Other common names applied to this species include buddah, buddha, budtha, sandalwood, native sandalwood, false sandalwood, bastard sandalwood, sandalbox and rosewood balvory.

== Distribution and habitat==
False sandalwood is found to the west of the Great Dividing Range and north of Hillston in New South Wales and in eastern Queensland where it grows in a range of soils and is common in most types of woodland.

==Ecology==
This species invades pasture land in New South Wales and Queensland and its cultivation is prohibited in Western Australia. The plant quickly regrows from roots remaining in the ground after clearing and rapidly invades from seeds. Native scale insects from the genus Pulvinaria (Hemiptera:Coccidae) have been shown to be able to kill E. mitchellii but need to be physically applied to the plant.

==Uses==
===Indigenous use===
Aboriginal people used false sandalwood to treat rheumatism and the smoke from burning the leaves for general medicinal purposes.

===Essential oils===
False sandalwood contains essential oils including bicyclic sesquiterpenes known as eremophilanes.
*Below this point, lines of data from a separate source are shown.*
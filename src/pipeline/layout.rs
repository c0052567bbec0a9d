//! Measure pass: size the canvas before anything is drawn.
//!
//! Column widths depend on every row, so the whole model is measured first
//! and the result frozen into a [`CanvasGeometry`] for the draw pass.
//!
//! ```text
//!  rh   time_w        col[0]     col[1]  …
//! ┌──┬──────────────────────────────────┐  ─┐
//! │  │            title                 │   │ rh
//! │  ├────────┬──────────┬──────────────┤   │
//! │  │  ЧАС   │  ПІ-11   │  ПІ-12       │   │ rh
//! │D ├────────┼──────────┼──────────────┤   │
//! │A │ 8.30   │ …        │ …            │   │ rh × total_row_count
//! │Y │ …      │          │              │   │
//! └──┴────────┴──────────┴──────────────┘  ─┘
//! ```

use crate::config::RenderStyle;
use crate::pipeline::font::Typeface;
use crate::pipeline::schedule::ScheduleModel;
use serde::Serialize;
use tracing::debug;

/// Pixel geometry of one rendered timetable.
#[derive(Debug, Clone, PartialEq, Eq, Serialize)]
pub struct CanvasGeometry {
    /// Final width: day band + time column + every group column.
    pub image_width: u32,
    /// Final height: title and header bands + one row per slot.
    pub image_height: u32,
    pub time_column_width: u32,
    /// One per group column, in model order.
    pub column_widths: Vec<u32>,
    /// Most (day, slot) pairs of any group.
    pub total_row_count: usize,
}

/// Measure `model` with `face`. Draws nothing.
pub fn measure(model: &ScheduleModel, style: &RenderStyle, face: &dyn Typeface) -> CanvasGeometry {
    let mut total_row_count = 0usize;
    let mut widest_time = 0u32;
    let mut column_widths = Vec::with_capacity(model.len());

    for (_, group) in model.iter() {
        total_row_count = total_row_count.max(group.row_count());
        let mut widest_subject = 0u32;
        for slots in group.days.values() {
            for (time, subjects) in slots {
                widest_time = widest_time.max(face.measure(time, style.body_px).width);
                for subject in subjects.keys() {
                    widest_subject =
                        widest_subject.max(face.measure(subject, style.body_px).width);
                }
            }
        }
        column_widths.push(widest_subject + style.padding_px);
    }

    let rh = style.row_height;
    let time_column_width = widest_time + style.padding_px;
    let geometry = CanvasGeometry {
        image_width: rh + time_column_width + column_widths.iter().sum::<u32>(),
        image_height: rh * (total_row_count as u32 + 2),
        time_column_width,
        column_widths,
        total_row_count,
    };
    debug!(
        "Canvas {}x{} px, {} rows, {} columns",
        geometry.image_width,
        geometry.image_height,
        geometry.total_row_count,
        geometry.column_widths.len()
    );
    geometry
}
//! Table locator: pick the table whose rows carry a date inside the week.
//!
//! Schedules are appended to the same document week after week, so the most
//! recent table is usually the last one. Candidates are therefore checked in
//! reverse document order and the first hit wins.
//!
//! Date tokens live in the first column of data rows, next to the weekday
//! name. Three spellings are recognised, tried in this order:
//!
//! | Pattern        | Example      | Year                     |
//! |----------------|--------------|--------------------------|
//! | `dd.mm.yyр.`   | `07.08.23р.` | `20yy`                   |
//! | `.dd.mm.yyр.`  | `.07.08.23р.`| `20yy`                   |
//! | `dd.mm[.]`     | `07.08.`     | year of the window's day |
//!
//! Tokens that match nothing, or match but name an impossible date
//! (`31.02.23р.`), are skipped.

use crate::pipeline::markup::{Document, Table};
use crate::pipeline::week::WeekWindow;
use chrono::NaiveDate;
use once_cell::sync::Lazy;
use regex::Regex;
use tracing::debug;

static RE_FULL: Lazy<Regex> =
    Lazy::new(|| Regex::new(r"^(\d{1,2})\.(\d{1,2})\.(\d{2})\s?р\.?$").unwrap());

static RE_LEADING_DOT: Lazy<Regex> =
    Lazy::new(|| Regex::new(r"^\.(\d{1,2})\.(\d{1,2})\.(\d{2})\s?р\.?$").unwrap());

static RE_DAY_MONTH: Lazy<Regex> = Lazy::new(|| Regex::new(r"^(\d{1,2})\.(\d{1,2})\.?$").unwrap());

fn number(caps: &regex::Captures<'_>, idx: usize) -> Option<u32> {
    caps.get(idx)?.as_str().parse().ok()
}

/// Parse one date token. `default_year` fills in the `dd.mm` form.
pub fn parse_date_token(token: &str, default_year: i32) -> Option<NaiveDate> {
    let token = token.trim();

    let dated = RE_FULL
        .captures(token)
        .or_else(|| RE_LEADING_DOT.captures(token));
    if let Some(caps) = dated {
        let year = 2000 + i32::try_from(number(&caps, 3)?).ok()?;
        return NaiveDate::from_ymd_opt(year, number(&caps, 2)?, number(&caps, 1)?);
    }

    let caps = RE_DAY_MONTH.captures(token)?;
    NaiveDate::from_ymd_opt(default_year, number(&caps, 2)?, number(&caps, 1)?)
}

fn table_matches(table: &Table, window: &WeekWindow) -> bool {
    use chrono::Datelike;
    let year = window.today.year();

    table
        .rows
        .iter()
        .skip(1)
        .filter_map(|row| row.cells.first())
        .flat_map(|cell| cell.paragraphs.iter())
        .filter_map(|p| parse_date_token(&p.text, year))
        .any(|date| window.contains_date(date))
}

/// Return the last table with an in-window date, or `None` when the document
/// has no table for this week.
pub fn locate_table<'a>(document: &'a Document, window: &WeekWindow) -> Option<&'a Table> {
    let found = document
        .tables
        .iter()
        .enumerate()
        .rev()
        .find(|(_, table)| table_matches(table, window));

    match found {
        Some((idx, table)) => {
            debug!(
                "Table {}/{} matches week {}",
                idx + 1,
                document.tables.len(),
                window.label()
            );
            Some(table)
        }
        None => {
            debug!(
                "None of {} tables matches week {}",
                document.tables.len(),
                window.label()
            );
            None
        }
    }
}
//! Host reachability probes used by segment scans.

use std::io::ErrorKind;
use std::net::Ipv4Addr;
use std::time::Duration;

use async_trait::async_trait;
use tokio::net::TcpStream;

/// TCP echo service; almost never open, but a refusal still proves the
/// host answered.
pub const ECHO_PORT: u16 = 7;

/// Decides whether a host is worth sending a discovery request to.
#[async_trait]
pub trait Prober: Send + Sync {
    /// Returns within roughly `timeout`. Any failure counts as unreachable.
    async fn probe(&self, ip: Ipv4Addr, timeout: Duration) -> bool;
}

/// Probes by opening a TCP connection. An accepted or actively refused
/// connection both count as reachable; a timeout or any other error does
/// not.
#[derive(Debug, Clone, Copy)]
pub struct TcpProbe {
    port: u16,
}

impl TcpProbe {
    pub fn new(port: u16) -> Self {
        Self { port }
    }
}

impl Default for TcpProbe {
    fn default() -> Self {
        Self::new(ECHO_PORT)
    }
}

#[async_trait]
impl Prober for TcpProbe {
    async fn probe(&self, ip: Ipv4Addr, timeout: Duration) -> bool {
        match tokio::time::timeout(timeout, TcpStream::connect((ip, self.port))).await {
            Ok(Ok(_)) => true,
            Ok(Err(e)) => e.kind() == ErrorKind::ConnectionRefused,
            Err(_) => false,
        }
    }
}

// ── Tests ────────────────────────────────────────────────────────
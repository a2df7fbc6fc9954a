//! Receiver discovery over UDP.
//!
//! The sender shouts `CAST_DISCOVER` at port 8889 and receivers answer
//! `CAST_RESPONSE:<name>` from the same port. The replying address is the
//! receiver's IP.
//!
//! ```text
//!   round timer (every 3 s, first immediate)
//!        │
//!        ├─ broadcast mode ──► one request per interface broadcast address
//!        │
//!        └─ segment mode ───► ProbePool (50 workers)
//!                               └─ probe .1 … .254 (200 ms each)
//!                                     └─ reachable ──► unicast request
//!
//!   reply listener (1 s receive timeout) ──► DiscoveryListener::on_device_found
//! ```
//!
//! The service does not remember what it found. Every round reports every
//! reply; de-duplication is the caller's job.

mod probe;
mod segment;
mod service;

use std::net::IpAddr;
use std::time::Duration;

use serde::{Deserialize, Serialize};

pub use probe::{ECHO_PORT, Prober, TcpProbe};
pub use segment::{
    NetworkSegment, broadcast_addresses, is_valid_network_segment, suggested_segments,
};
pub use service::DiscoveryService;

/// Default UDP port for discovery requests and replies.
pub const DISCOVERY_PORT: u16 = 8889;

/// Request payload.
pub const DISCOVER_REQUEST: &str = "CAST_DISCOVER";

/// Prefix of every reply; the rest of the datagram is the display name.
pub const RESPONSE_PREFIX: &str = "CAST_RESPONSE:";

/// Largest datagram the listener reads. Longer replies are truncated by
/// the socket and will usually fail UTF-8 validation.
pub const MAX_DATAGRAM: usize = 1024;

/// A receiver that answered a discovery request.
#[derive(Debug, Clone, PartialEq, Eq, Serialize, Deserialize)]
pub struct DiscoveredDevice {
    pub name: String,
    pub ip: IpAddr,
}

/// Discovery callback. Called from the reply listener task, once per
/// matching reply.
pub trait DiscoveryListener: Send + Sync {
    fn on_device_found(&self, device: DiscoveredDevice);
}

impl<F> DiscoveryListener for F
where
    F: Fn(DiscoveredDevice) + Send + Sync,
{
    fn on_device_found(&self, device: DiscoveredDevice) {
        self(device)
    }
}

/// How a discovery round reaches receivers.
#[derive(Debug, Clone, Copy, PartialEq, Eq, Default)]
pub enum ScanTarget {
    /// Every local interface's broadcast address.
    #[default]
    Broadcast,
    /// Probe each host of a /24 and unicast to the ones that answer.
    Segment(NetworkSegment),
}

impl ScanTarget {
    /// Interpret a user-supplied segment string. Empty means broadcast;
    /// anything else must be a valid segment.
    pub fn parse(segment: &str) -> Result<Self, crate::error::CastError> {
        if segment.is_empty() {
            Ok(Self::Broadcast)
        } else {
            segment.parse().map(Self::Segment)
        }
    }
}

/// Timing and sizing knobs for [`DiscoveryService`].
#[derive(Debug, Clone)]
pub struct DiscoveryConfig {
    /// Port requests are sent to.
    pub port: u16,
    /// Period of the round timer.
    pub round_interval: Duration,
    /// Receive timeout of the reply listener; bounds how long `stop` waits.
    pub receive_timeout: Duration,
    /// Per-host reachability probe timeout in segment mode.
    pub probe_timeout: Duration,
    /// Concurrent probes in segment mode.
    pub scan_workers: usize,
}

impl DiscoveryConfig {
    pub const DEFAULT_ROUND_INTERVAL: Duration = Duration::from_secs(3);
    pub const DEFAULT_RECEIVE_TIMEOUT: Duration = Duration::from_secs(1);
    pub const DEFAULT_PROBE_TIMEOUT: Duration = Duration::from_millis(200);
}

impl Default for DiscoveryConfig {
    fn default() -> Self {
        Self {
            port: DISCOVERY_PORT,
            round_interval: Self::DEFAULT_ROUND_INTERVAL,
            receive_timeout: Self::DEFAULT_RECEIVE_TIMEOUT,
            probe_timeout: Self::DEFAULT_PROBE_TIMEOUT,
            scan_workers: crate::task::DEFAULT_WORKERS,
        }
    }
}

/// Extract the display name from a reply datagram. Returns `None` for
/// anything that is not UTF-8 or lacks the prefix.
pub fn parse_reply(datagram: &[u8]) -> Option<String> {
    std::str::from_utf8(datagram)
        .ok()?
        .strip_prefix(RESPONSE_PREFIX)
        .map(str::to_owned)
}

/// Build the reply a receiver named `name` sends.
pub fn encode_reply(name: &str) -> Vec<u8> {
    format!("{RESPONSE_PREFIX}{name}").into_bytes()
}

/// Whether a datagram is a discovery request. Matching is exact.
pub fn is_request(datagram: &[u8]) -> bool {
    datagram == DISCOVER_REQUEST.as_bytes()
}

// ── Tests ────────────────────────────────────────────────────────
The oil is extracted by steam distillation and has been used as a mild analgesic and as an aromatic additive in toiletries. It is active against some pathogenic microorganisms including Staphylococcus aureus, Salmonella typhimurium and Candida albicans when undiluted and against Salmonella at a concentration of 1%. The oil is also an effective termiticide which has been marketed as Termilone.

===Horticulture===
Eremophila mitchellii is not widely cultivated but may be suited for dry climates in full sun and well-drained soil.

===Wood===
The timber from false sandalwood is suited for woodturning, although it is very hard, and it retains a pleasant scent for a long time, even after sealing. Its oil content allows it to be polished to a high gloss.

===Uses===
Joseph Maiden's 1889 book The Useful Native Plants of Australia records that "The leaves are eaten by stock. The seeds of several species are eaten by emus."